(Records from a data collection)

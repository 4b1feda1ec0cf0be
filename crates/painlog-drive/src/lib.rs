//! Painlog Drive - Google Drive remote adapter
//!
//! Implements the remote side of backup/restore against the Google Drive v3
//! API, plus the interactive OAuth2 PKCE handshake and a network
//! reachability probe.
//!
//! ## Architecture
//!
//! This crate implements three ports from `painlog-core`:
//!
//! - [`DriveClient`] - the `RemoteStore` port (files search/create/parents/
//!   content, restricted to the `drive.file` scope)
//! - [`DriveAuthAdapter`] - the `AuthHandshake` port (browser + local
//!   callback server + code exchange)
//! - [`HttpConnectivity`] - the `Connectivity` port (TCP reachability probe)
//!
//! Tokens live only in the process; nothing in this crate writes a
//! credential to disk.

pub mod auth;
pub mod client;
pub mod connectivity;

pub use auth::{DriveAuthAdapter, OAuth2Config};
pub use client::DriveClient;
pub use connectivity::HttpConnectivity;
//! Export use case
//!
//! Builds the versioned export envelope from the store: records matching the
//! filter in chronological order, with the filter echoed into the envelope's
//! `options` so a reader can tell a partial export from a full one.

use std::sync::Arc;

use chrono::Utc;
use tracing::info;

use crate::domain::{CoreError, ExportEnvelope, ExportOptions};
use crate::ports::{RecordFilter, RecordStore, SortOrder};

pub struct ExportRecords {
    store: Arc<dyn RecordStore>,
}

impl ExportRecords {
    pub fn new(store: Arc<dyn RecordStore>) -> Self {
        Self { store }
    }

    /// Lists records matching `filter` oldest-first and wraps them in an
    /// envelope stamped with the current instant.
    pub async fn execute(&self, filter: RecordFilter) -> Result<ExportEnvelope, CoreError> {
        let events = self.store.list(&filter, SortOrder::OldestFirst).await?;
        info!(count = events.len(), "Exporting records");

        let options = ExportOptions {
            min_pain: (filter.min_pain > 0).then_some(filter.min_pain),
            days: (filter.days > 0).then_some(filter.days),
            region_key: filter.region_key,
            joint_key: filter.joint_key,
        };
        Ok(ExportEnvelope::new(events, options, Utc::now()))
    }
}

• _Your task_
A full, exact repeat of the entries above is required.

• _Written response_
repository 4b1feda1ec0cf0be
filename crates/painlog-drive/src/lib.rs
//! Painlog Drive - Google Drive remote adapter
//!
//! Implements the remote side of backup/restore against the Google Drive v3
//! API, plus the interactive OAuth2 PKCE handshake and a network
//! reachability probe.
//!
//! ## Architecture
//!
//! This crate implements three ports from `painlog-core`:
//!
//! - [`DriveClient`] - the `RemoteStore` port (files search/create/parents/
//!   content, restricted to the `drive.file` scope)
//! - [`DriveAuthAdapter`] - the `AuthHandshake` port (browser + local
//!   callback server + code exchange)
//! - [`HttpConnectivity`] - the `Connectivity` port (TCP reachability probe)
//!
//! Tokens live only in the process; nothing in this crate writes a
//! credential to disk.

pub mod auth;
pub mod client;
pub mod connectivity;

pub use auth::{DriveAuthAdapter, OAuth2Config};
pub use client::DriveClient;
pub use connectivity::HttpConnectivity;
//! Export use case
//!
//! Builds the versioned export envelope from the store: records matching the
//! filter in chronological order, with the filter echoed into the envelope's
//! `options` so a reader can tell a partial export from a full one.

use std::sync::Arc;

use chrono::Utc;
use tracing::info;

use crate::domain::{CoreError, ExportEnvelope, ExportOptions};
use crate::ports::{RecordFilter, RecordStore, SortOrder};

pub struct ExportRecords {
    store: Arc<dyn RecordStore>,
}

impl ExportRecords {
    pub fn new(store: Arc<dyn RecordStore>) -> Self {
        Self { store }
    }

    /// Lists records matching `filter` oldest-first and wraps them in an
    /// envelope stamped with the current instant.
    pub async fn execute(&self, filter: RecordFilter) -> Result<ExportEnvelope, CoreError> {
        let events = self.store.list(&filter, SortOrder::OldestFirst).await?;
        info!(count = events.len(), "Exporting records");

        let options = ExportOptions {
            min_pain: (filter.min_pain > 0).then_some(filter.min_pain),
            days: (filter.days > 0).then_some(filter.days),
            region_key: filter.region_key,
            joint_key: filter.joint_key,
        };
        Ok(ExportEnvelope::new(events, options, Utc::now()))
    }
}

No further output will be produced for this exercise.